Stored dataset items:
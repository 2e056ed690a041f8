//! # vaultdb Crypto
//!
//! Key material for the vaultdb database encryption engine.
//!
//! This crate provides:
//! - [`DatabaseKey`], the 256-bit key protecting a whole database file
//! - Secure random generation backed by the operating system CSPRNG
//!
//! Item and field level cryptography is out of scope; the database key is
//! only ever handed to the SQLCipher page codec.

#![forbid(unsafe_code)]
#![warn(missing_docs)]

pub mod error;
pub mod keys;
pub mod random;

pub use error::CryptoError;
pub use keys::{same_key, DatabaseKey, KEY_SIZE};
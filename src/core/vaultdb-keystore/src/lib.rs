//! # vaultdb Key Store
//!
//! Durable, observable storage of the database encryption key.
//!
//! Two independent slots exist per installation:
//! - **Active**: the key protecting the live database (absent means plaintext)
//! - **Backup**: a snapshot of a previous active key, kept while a risky
//!   operation is in flight so it can be rolled back

#![forbid(unsafe_code)]
#![warn(missing_docs)]

pub mod error;
pub mod repository;
pub mod store;

pub use error::KeyStoreError;
pub use repository::{DatabaseKeyRepository, KeyStream};
pub use store::{KeyStore, KEYSTORE_NAME};
//! # vaultdb Migration
//!
//! Moves the live database between plaintext and SQLCipher-encrypted form
//! without ever leaving it unrecoverable.
//!
//! - [`DatabaseEncryptionManager`]: builds, validates and promotes the temp
//!   database, with crash recovery driven by the files on disk
//! - [`EncryptionSetup`]: start/finish flow that keeps the key slots in step
//!   with the database
//! - [`DatabaseConfig`]: where the database files live

#![forbid(unsafe_code)]
#![warn(missing_docs)]

mod checksum;
pub mod classify;
pub mod config;
pub mod error;
pub mod live;
pub mod manager;
pub mod setup;
pub mod state;

pub use classify::is_missing_database_key_error;
pub use config::DatabaseConfig;
pub use error::MigrationError;
pub use live::LiveConnection;
pub use manager::{DatabaseEncryptionManager, ProgressStream};
pub use setup::{EncryptionSetup, SetupOutcome};
pub use state::{MigrationProgress, MigrationState};
//! Database location configuration.

use std::path::{Path, PathBuf};

use serde::Deserialize;

use vaultdb_cipher::files::SIDE_SUFFIXES;
use vaultdb_cipher::DatabaseFileSet;

use crate::checksum::TempChecksum;
use crate::error::MigrationError;

/// Default file name of the live database.
pub const DEFAULT_DATABASE_NAME: &str = "vault.db";

/// Default file name of the scratch database built by a migration.
pub const DEFAULT_TEMP_DATABASE_NAME: &str = "vault_cipher_temp.db";

/// Suffix of the file set the live database is moved to during a promotion.
pub const BACKUP_SUFFIX: &str = ".backup";

/// Suffix of the digest file recorded next to the temp database.
pub const CHECKSUM_SUFFIX: &str = "-sha256";

/// Where the live and temp databases live.
#[derive(Debug, Clone, Deserialize)]
pub struct DatabaseConfig {
    /// Directory holding every database file.
    pub data_dir: PathBuf,

    /// File name of the live database.
    #[serde(default = "default_database_name")]
    pub database_name: String,

    /// File name of the temp database.
    #[serde(default = "default_temp_database_name")]
    pub temp_database_name: String,
}

fn default_database_name() -> String {
    DEFAULT_DATABASE_NAME.to_string()
}

fn default_temp_database_name() -> String {
    DEFAULT_TEMP_DATABASE_NAME.to_string()
}

impl DatabaseConfig {
    /// Config with default file names under `data_dir`.
    pub fn new(data_dir: impl Into<PathBuf>) -> Self {
        Self {
            data_dir: data_dir.into(),
            database_name: default_database_name(),
            temp_database_name: default_temp_database_name(),
        }
    }

    /// Validates the file names.
    ///
    /// Only allows: ASCII letters, digits, underscore, hyphen, dot. The two
    /// names must differ and neither may be `.` or `..`.
    pub fn validate(&self) -> Result<(), MigrationError> {
        Self::validate_name("database_name", &self.database_name)?;
        Self::validate_name("temp_database_name", &self.temp_database_name)?;

        if self.database_name == self.temp_database_name {
            return Err(MigrationError::InvalidConfig(
                "database and temp database names must differ".into(),
            ));
        }

        let backup = format!("{}{BACKUP_SUFFIX}", self.database_name);
        let mut live_files = sibling_names(&self.database_name, &SIDE_SUFFIXES)
            .chain(sibling_names(&backup, &SIDE_SUFFIXES))
            .chain([backup.clone()]);
        if live_files.any(|name| name == self.temp_database_name) {
            return Err(MigrationError::InvalidConfig(
                "temp database name collides with a file of the live database".into(),
            ));
        }

        let mut temp_files = sibling_names(&self.temp_database_name, &SIDE_SUFFIXES)
            .chain(sibling_names(&self.temp_database_name, &[CHECKSUM_SUFFIX]));
        if temp_files.any(|name| name == self.database_name) {
            return Err(MigrationError::InvalidConfig(
                "database name collides with a file of the temp database".into(),
            ));
        }

        Ok(())
    }

    fn validate_name(field: &str, name: &str) -> Result<(), MigrationError> {
        if name.is_empty() {
            return Err(MigrationError::InvalidConfig(format!(
                "{field} cannot be empty"
            )));
        }

        if name.len() > 64 {
            return Err(MigrationError::InvalidConfig(format!("{field} too long")));
        }

        let valid = name
            .chars()
            .all(|c| c.is_ascii_alphanumeric() || c == '_' || c == '-' || c == '.');

        if !valid || name == "." || name == ".." {
            return Err(MigrationError::InvalidConfig(format!(
                "{field} must match [A-Za-z0-9_.-]+"
            )));
        }

        Ok(())
    }

    /// Path of the live database.
    pub fn database_path(&self) -> PathBuf {
        self.data_dir.join(&self.database_name)
    }

    /// Path of the temp database.
    pub fn temp_database_path(&self) -> PathBuf {
        self.data_dir.join(&self.temp_database_name)
    }

    /// Directory holding the databases.
    pub fn data_dir(&self) -> &Path {
        &self.data_dir
    }

    /// File set of the live database.
    pub fn live_set(&self) -> DatabaseFileSet {
        DatabaseFileSet::new(self.database_path())
    }

    /// File set of the temp database.
    pub fn temp_set(&self) -> DatabaseFileSet {
        DatabaseFileSet::new(self.temp_database_path())
    }

    /// File set the live database is moved to while a promotion runs.
    pub fn backup_set(&self) -> DatabaseFileSet {
        self.live_set().with_suffix(BACKUP_SUFFIX)
    }

    pub(crate) fn temp_checksum(&self) -> TempChecksum {
        TempChecksum::new(&self.temp_database_path(), CHECKSUM_SUFFIX)
    }
}

fn sibling_names<'a>(name: &'a str, suffixes: &'a [&'a str]) -> impl Iterator<Item = String> + 'a {
    suffixes.iter().map(move |suffix| format!("{name}{suffix}"))
}
//! Integration tests for vaultdb.
//!
//! These tests drive the key store, the converter and the migration manager
//! together against real SQLCipher files, including simulated restarts.

// Allow unwrap() in tests - panics are acceptable for test assertions
#![allow(clippy::disallowed_methods)]

use std::path::PathBuf;
use std::sync::Arc;

use anyhow::{Context, Result};
use futures::StreamExt;
use tempfile::TempDir;

use vaultdb_cipher::test_support::{create_database, read_rows, Row};
use vaultdb_cipher::DatabaseFileSet;
use vaultdb_crypto::DatabaseKey;
use vaultdb_keystore::KeyStore;
use vaultdb_migration::{
    DatabaseConfig, DatabaseEncryptionManager, EncryptionSetup, MigrationProgress, MigrationState,
};
use vaultdb_storage_sqlite::SqliteBackend;

// ============================================================================
// Test Vault
// ============================================================================

/// A data directory with a persistent key store, a manager and a setup flow.
pub struct TestVault {
    data_dir: TempDir,
    pub keys: KeyStore<SqliteBackend>,
    pub manager: DatabaseEncryptionManager,
    pub setup: EncryptionSetup,
}

impl TestVault {
    /// Opens a vault over a fresh temporary directory.
    pub async fn new() -> Result<Self> {
        let data_dir = TempDir::new().context("Failed to create temp dir")?;
        Self::open(data_dir).await
    }

    async fn open(data_dir: TempDir) -> Result<Self> {
        let keys = KeyStore::open(data_dir.path())
            .await
            .context("Failed to open key store")?;
        let repository = Arc::new(keys.clone());

        let manager =
            DatabaseEncryptionManager::new(DatabaseConfig::new(data_dir.path()), repository.clone())
                .context("Failed to create manager")?;
        let setup = EncryptionSetup::new(manager.clone(), repository);

        Ok(Self {
            data_dir,
            keys,
            manager,
            setup,
        })
    }

    /// Closes everything and opens the same directory again, as a process
    /// restart would.
    pub async fn restart(self) -> Result<Self> {
        let Self { data_dir, keys, .. } = self;
        keys.backend().close().await;
        drop(keys);
        Self::open(data_dir).await
    }

    /// Path of the live database.
    pub fn live_path(&self) -> PathBuf {
        self.manager.config().database_path()
    }

    /// File set of the live database.
    pub fn live_set(&self) -> DatabaseFileSet {
        self.manager.config().live_set()
    }

    /// File set of the temp database.
    pub fn temp_set(&self) -> DatabaseFileSet {
        self.manager.config().temp_set()
    }

    /// File set the live database is moved to during a promotion.
    pub fn backup_set(&self) -> DatabaseFileSet {
        self.manager.config().backup_set()
    }

    /// Creates the live database with `items`.
    pub async fn seed(&self, key: Option<&DatabaseKey>, items: &[Row]) {
        create_database(&self.live_path(), key, items).await;
    }

    /// Reads every row of the live database.
    pub async fn rows(&self, key: Option<&DatabaseKey>) -> Vec<Row> {
        read_rows(&self.live_path(), key).await
    }

    /// Runs `finish_migration_if_needed` to completion.
    pub async fn finish(
        &self,
        key: Option<&DatabaseKey>,
        old_key: Option<&DatabaseKey>,
    ) -> Vec<MigrationProgress> {
        self.manager
            .finish_migration_if_needed(key.cloned(), old_key.cloned())
            .collect()
            .await
    }

    /// Whether any temp or backup file is left in the data directory.
    pub async fn has_leftovers(&self) -> Result<bool> {
        Ok(self.temp_set().any_exists().await? || self.backup_set().any_exists().await?)
    }
}

/// States carried by a progress sequence, in order.
pub fn states(events: &[MigrationProgress]) -> Vec<Option<MigrationState>> {
    events.iter().map(MigrationProgress::state).collect()
}
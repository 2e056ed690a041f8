//! Database fixtures for tests in this workspace.

use std::path::Path;

use sqlx::sqlite::SqliteConnectOptions;
use sqlx::{ConnectOptions, Connection};

use vaultdb_crypto::DatabaseKey;

/// A row of the fixture `items` table.
pub type Row = (i64, String);

/// Builds owned rows from literals.
pub fn rows(items: &[(i64, &str)]) -> Vec<Row> {
    items
        .iter()
        .map(|(id, name)| (*id, (*name).to_string()))
        .collect()
}

/// Creates a database at `path` with an `items` table holding `items`.
///
/// # Panics
///
/// Panics on any database error.
pub async fn create_database(path: &Path, key: Option<&DatabaseKey>, items: &[Row]) {
    let mut options = SqliteConnectOptions::new()
        .filename(path)
        .create_if_missing(true);
    if let Some(key) = key {
        options = options.pragma("key", key.to_sqlcipher_literal().as_str().to_owned());
    }

    let mut conn = options.connect().await.expect("create fixture database");

    sqlx::query("CREATE TABLE items (id INTEGER PRIMARY KEY, name TEXT NOT NULL)")
        .execute(&mut conn)
        .await
        .expect("create items table");

    for (id, name) in items {
        sqlx::query("INSERT INTO items (id, name) VALUES (?, ?)")
            .bind(id)
            .bind(name)
            .execute(&mut conn)
            .await
            .expect("insert fixture row");
    }

    conn.close().await.expect("close fixture database");
}

/// Reads every row of `items`, ordered by id.
///
/// # Panics
///
/// Panics if the database cannot be opened with `key`.
pub async fn read_rows(path: &Path, key: Option<&DatabaseKey>) -> Vec<Row> {
    let mut conn = crate::SqlCipherEngine::connect(path, key)
        .await
        .expect("open database");

    let rows: Vec<Row> = sqlx::query_as("SELECT id, name FROM items ORDER BY id")
        .fetch_all(&mut conn)
        .await
        .expect("read items");

    conn.close().await.expect("close database");
    rows
}

/// Flips the first kilobyte of `path` so no key can open it any more.
///
/// # Panics
///
/// Panics on I/O errors.
pub async fn corrupt_header(path: &Path) {
    let mut bytes = tokio::fs::read(path).await.expect("read database file");
    for byte in bytes.iter_mut().take(1024) {
        *byte ^= 0xFF;
    }
    tokio::fs::write(path, bytes).await.expect("write database file");
}

/// Overwrites the first occurrence of `needle` in `path` with `replacement`,
/// which must have the same length. Leaves the page structure intact.
///
/// # Panics
///
/// Panics on I/O errors, on a length mismatch, or if `needle` is absent.
pub async fn overwrite_bytes(path: &Path, needle: &[u8], replacement: &[u8]) {
    assert_eq!(needle.len(), replacement.len(), "replacement length");

    let mut bytes = tokio::fs::read(path).await.expect("read database file");
    let at = bytes
        .windows(needle.len())
        .position(|window| window == needle)
        .expect("needle present in database file");
    bytes[at..at + needle.len()].copy_from_slice(replacement);
    tokio::fs::write(path, bytes).await.expect("write database file");
}
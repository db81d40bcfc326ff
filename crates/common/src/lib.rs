//! gstframe Common Utilities
//!
//! Shared infrastructure for all gstframe crates:
//! - Error taxonomy and result alias
//! - Tracing/logging initialization
//! - Configuration loading

pub mod config;
pub mod error;
pub mod logging;

pub use config::*;
pub use error::*;
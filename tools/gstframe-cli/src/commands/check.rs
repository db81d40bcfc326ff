//! Check GStreamer and the elements sources rely on.

use gstframe_source::gst_backend::element_available;

/// (element, needed for)
const ELEMENTS: &[(&str, &str)] = &[
    ("appsink", "every source"),
    ("videotestsrc", "test pipelines"),
    ("videoconvert", "raw gst_nvcamera"),
    ("jpegenc", "JPEG test pipelines"),
    ("nvcamerasrc", "gst_nvcamera"),
    ("nvvidconv", "gst_nvcamera"),
    ("nvjpegenc", "JPEG gst_nvcamera"),
];

pub fn run() -> anyhow::Result<()> {
    println!("gstframe System Check");
    println!("{}", "=".repeat(50));

    gstframe_source::init()?;
    println!("[OK] GStreamer initialized");

    let mut appsink_ok = false;
    for (element, purpose) in ELEMENTS {
        let available = element_available(element)?;
        if *element == "appsink" {
            appsink_ok = available;
        }
        let tag = if available { "OK" } else { "MISSING" };
        println!("[{tag}] {element:<14} ({purpose})");
    }

    println!();
    if appsink_ok {
        println!("appsink is available. gstframe is ready.");
    } else {
        println!("appsink is missing; install gst-plugins-base.");
    }

    Ok(())
}
//! Logging and tracing initialization.

use std::fs::OpenOptions;
use std::sync::Mutex;

use crate::config::LoggingConfig;

/// Initialize the tracing subscriber with the given configuration.
///
/// `RUST_LOG` takes precedence over the configured level. When a log file is
/// configured but cannot be opened, logs go to stderr instead.
pub fn init_logging(config: &LoggingConfig) {
    use tracing_subscriber::{fmt, EnvFilter};

    let env_filter =
        EnvFilter::try_from_default_env().unwrap_or_else(|_| EnvFilter::new(&config.level));

    let file = config.file.as_ref().and_then(|path| {
        OpenOptions::new()
            .create(true)
            .append(true)
            .open(path)
            .map_err(|e| eprintln!("Cannot open log file {}: {e}", path.display()))
            .ok()
    });

    match (config.json, file) {
        (true, Some(file)) => {
            let subscriber = fmt::Subscriber::builder()
                .with_env_filter(env_filter)
                .with_writer(Mutex::new(file))
                .json()
                .finish();
            tracing::subscriber::set_global_default(subscriber).ok();
        }
        (true, None) => {
            let subscriber = fmt::Subscriber::builder()
                .with_env_filter(env_filter)
                .with_writer(std::io::stderr)
                .json()
                .finish();
            tracing::subscriber::set_global_default(subscriber).ok();
        }
        (false, Some(file)) => {
            let subscriber = fmt::Subscriber::builder()
                .with_env_filter(env_filter)
                .with_writer(Mutex::new(file))
                .with_ansi(false)
                .with_target(true)
                .finish();
            tracing::subscriber::set_global_default(subscriber).ok();
        }
        (false, None) => {
            let subscriber = fmt::Subscriber::builder()
                .with_env_filter(env_filter)
                .with_writer(std::io::stderr)
                .with_target(true)
                .with_thread_ids(false)
                .with_file(false)
                .with_line_number(false)
                .finish();
            tracing::subscriber::set_global_default(subscriber).ok();
        }
    }
}

/// Initialize logging with defaults (useful for tests and quick scripts).
pub fn init_default_logging() {
    init_logging(&LoggingConfig::default());
}
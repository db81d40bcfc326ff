//! Run a `gst_raw_video` source.

use std::time::Duration;

use anyhow::Context;
use gstframe_common::config::AppConfig;
use gstframe_source::{
    DirectoryWriter, FrameRecord, FrameSource, RawSourceOptions, RecordWriter, SourceIdentity,
    SourceSpec, StopHandle, StreamConfig, StreamStats,
};

use crate::OutputArgs;

pub async fn run(
    config: &AppConfig,
    pipeline: String,
    format: String,
    width: u32,
    height: u32,
    color_model: String,
    output: OutputArgs,
) -> anyhow::Result<()> {
    let options = RawSourceOptions {
        pipeline,
        width,
        height,
        format: Some(format.parse()?),
        color_model,
    };
    let spec = options.into_spec()?;

    stream_source(
        config,
        SourceIdentity::new("gst_raw_video", "cli"),
        spec,
        output,
    )
    .await
}

/// Stream until Ctrl+C, `--max-frames`, or a failure.
pub async fn stream_source(
    config: &AppConfig,
    identity: SourceIdentity,
    spec: SourceSpec,
    output: OutputArgs,
) -> anyhow::Result<()> {
    gstframe_source::init()?;

    let mut stream_config = StreamConfig::from(&config.stream);
    if let Some(ms) = output.warm_up_ms {
        stream_config.warm_up = Duration::from_millis(ms);
    }

    println!("Streaming from: {}", spec.pipeline);
    if let Some(dir) = &output.output {
        println!("  Output: {}", dir.display());
    }
    println!("Press Ctrl+C to stop...");
    println!();

    let mut source = FrameSource::gstreamer(identity, spec).with_config(stream_config);
    let stop = source.stop_handle();
    let mut sink = FrameSink::new(&output, stop.clone())?;

    let signal_stop = stop.clone();
    tokio::spawn(async move {
        if tokio::signal::ctrl_c().await.is_ok() {
            tracing::info!("Stop requested");
            signal_stop.request();
        }
    });

    let (result, stats) = tokio::task::spawn_blocking(move || {
        let result = source.generate_stream(&mut sink);
        (result, source.stats())
    })
    .await
    .context("stream task panicked")?;

    print_stats(&stats);
    result?;
    Ok(())
}

fn print_stats(stats: &StreamStats) {
    println!();
    println!("Frames: {}", stats.frames_emitted);
    println!("Bytes:  {}", stats.bytes_copied);
}

/// Counts frames, optionally dumps them, and ends the stream at the limit.
struct FrameSink {
    dir: Option<DirectoryWriter>,
    max_frames: Option<u64>,
    seen: u64,
    stop: StopHandle,
}

impl FrameSink {
    fn new(output: &OutputArgs, stop: StopHandle) -> anyhow::Result<Self> {
        let dir = match &output.output {
            Some(path) => Some(
                DirectoryWriter::new(path)
                    .with_context(|| format!("cannot write frames to {}", path.display()))?,
            ),
            None => None,
        };
        Ok(Self {
            dir,
            max_frames: output.max_frames,
            seen: 0,
            stop,
        })
    }
}

impl RecordWriter for FrameSink {
    fn write(&mut self, record: FrameRecord) -> anyhow::Result<()> {
        if self.seen == 0 {
            tracing::info!(
                width = record.width,
                height = record.height,
                format = %record.format,
                "First frame"
            );
        }
        if let Some(dir) = self.dir.as_mut() {
            dir.write(record)?;
        }
        self.seen += 1;

        if self.max_frames.is_some_and(|max| self.seen >= max) {
            self.stop.request();
        }
        Ok(())
    }
}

**INSTRUCTIONS TO FOLLOW:**
Go through the lines above and count those with the string "moved". Reply with the count and nothing more.

**TASK OUTPUT:**
3